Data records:

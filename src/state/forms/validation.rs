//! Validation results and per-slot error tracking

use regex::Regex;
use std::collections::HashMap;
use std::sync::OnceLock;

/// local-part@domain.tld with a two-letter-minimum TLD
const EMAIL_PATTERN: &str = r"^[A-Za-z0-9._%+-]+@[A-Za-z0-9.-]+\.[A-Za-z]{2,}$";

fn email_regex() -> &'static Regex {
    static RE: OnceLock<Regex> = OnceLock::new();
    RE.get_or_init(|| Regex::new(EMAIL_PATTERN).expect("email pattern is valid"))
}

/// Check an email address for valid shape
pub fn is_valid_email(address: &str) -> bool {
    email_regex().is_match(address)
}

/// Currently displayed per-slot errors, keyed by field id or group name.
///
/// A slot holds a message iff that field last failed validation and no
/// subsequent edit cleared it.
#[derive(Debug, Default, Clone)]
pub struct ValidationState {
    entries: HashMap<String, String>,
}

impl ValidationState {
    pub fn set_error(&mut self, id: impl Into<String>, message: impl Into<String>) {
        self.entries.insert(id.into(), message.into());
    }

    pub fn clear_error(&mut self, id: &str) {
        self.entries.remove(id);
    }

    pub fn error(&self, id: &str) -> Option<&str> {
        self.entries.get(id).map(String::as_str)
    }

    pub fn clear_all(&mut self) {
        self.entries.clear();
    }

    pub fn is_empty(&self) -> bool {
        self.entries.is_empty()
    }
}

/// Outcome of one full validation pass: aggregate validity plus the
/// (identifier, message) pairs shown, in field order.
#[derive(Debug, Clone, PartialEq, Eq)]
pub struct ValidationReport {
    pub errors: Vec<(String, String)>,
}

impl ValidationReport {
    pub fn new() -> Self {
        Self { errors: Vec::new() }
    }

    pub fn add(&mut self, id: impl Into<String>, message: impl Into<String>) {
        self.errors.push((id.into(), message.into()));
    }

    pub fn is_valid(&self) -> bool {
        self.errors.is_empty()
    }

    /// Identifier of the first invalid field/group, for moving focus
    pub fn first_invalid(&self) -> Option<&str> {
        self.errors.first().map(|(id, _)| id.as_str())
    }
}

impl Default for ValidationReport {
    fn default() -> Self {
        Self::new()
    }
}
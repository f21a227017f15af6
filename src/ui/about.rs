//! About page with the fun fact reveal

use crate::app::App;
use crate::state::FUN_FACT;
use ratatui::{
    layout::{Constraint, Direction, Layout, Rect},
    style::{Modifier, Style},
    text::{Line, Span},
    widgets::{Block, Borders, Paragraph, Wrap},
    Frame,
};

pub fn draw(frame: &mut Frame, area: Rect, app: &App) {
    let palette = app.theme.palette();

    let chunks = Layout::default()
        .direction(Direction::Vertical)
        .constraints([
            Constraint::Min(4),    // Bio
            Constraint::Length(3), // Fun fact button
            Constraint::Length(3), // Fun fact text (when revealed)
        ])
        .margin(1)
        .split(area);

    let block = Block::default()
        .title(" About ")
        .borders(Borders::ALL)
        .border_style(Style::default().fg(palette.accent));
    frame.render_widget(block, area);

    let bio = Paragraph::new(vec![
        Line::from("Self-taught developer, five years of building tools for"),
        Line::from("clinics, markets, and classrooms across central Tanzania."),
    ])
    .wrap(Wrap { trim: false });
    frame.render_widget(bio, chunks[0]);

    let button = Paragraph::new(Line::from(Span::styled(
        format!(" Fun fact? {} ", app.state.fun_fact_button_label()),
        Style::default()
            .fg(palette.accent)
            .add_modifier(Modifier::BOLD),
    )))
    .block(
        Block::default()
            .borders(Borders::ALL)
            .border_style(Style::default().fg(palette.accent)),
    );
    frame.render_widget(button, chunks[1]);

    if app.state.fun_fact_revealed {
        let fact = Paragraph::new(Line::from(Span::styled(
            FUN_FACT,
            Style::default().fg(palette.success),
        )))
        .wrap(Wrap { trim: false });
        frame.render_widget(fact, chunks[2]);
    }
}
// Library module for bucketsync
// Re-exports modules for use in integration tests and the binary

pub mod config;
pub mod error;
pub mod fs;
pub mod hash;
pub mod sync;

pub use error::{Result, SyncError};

### [Task requirements]
Your task is to transcribe the line containing "module for bucketsync" and every line after it, through the last line of the data, exactly as written and with nothing more.

### [Written answer]
// Library module for bucketsync
// Re-exports modules for use in integration tests and the binary

pub mod config;
pub mod error;
pub mod fs;
pub mod hash;
pub mod sync;

pub use error::{Result, SyncError};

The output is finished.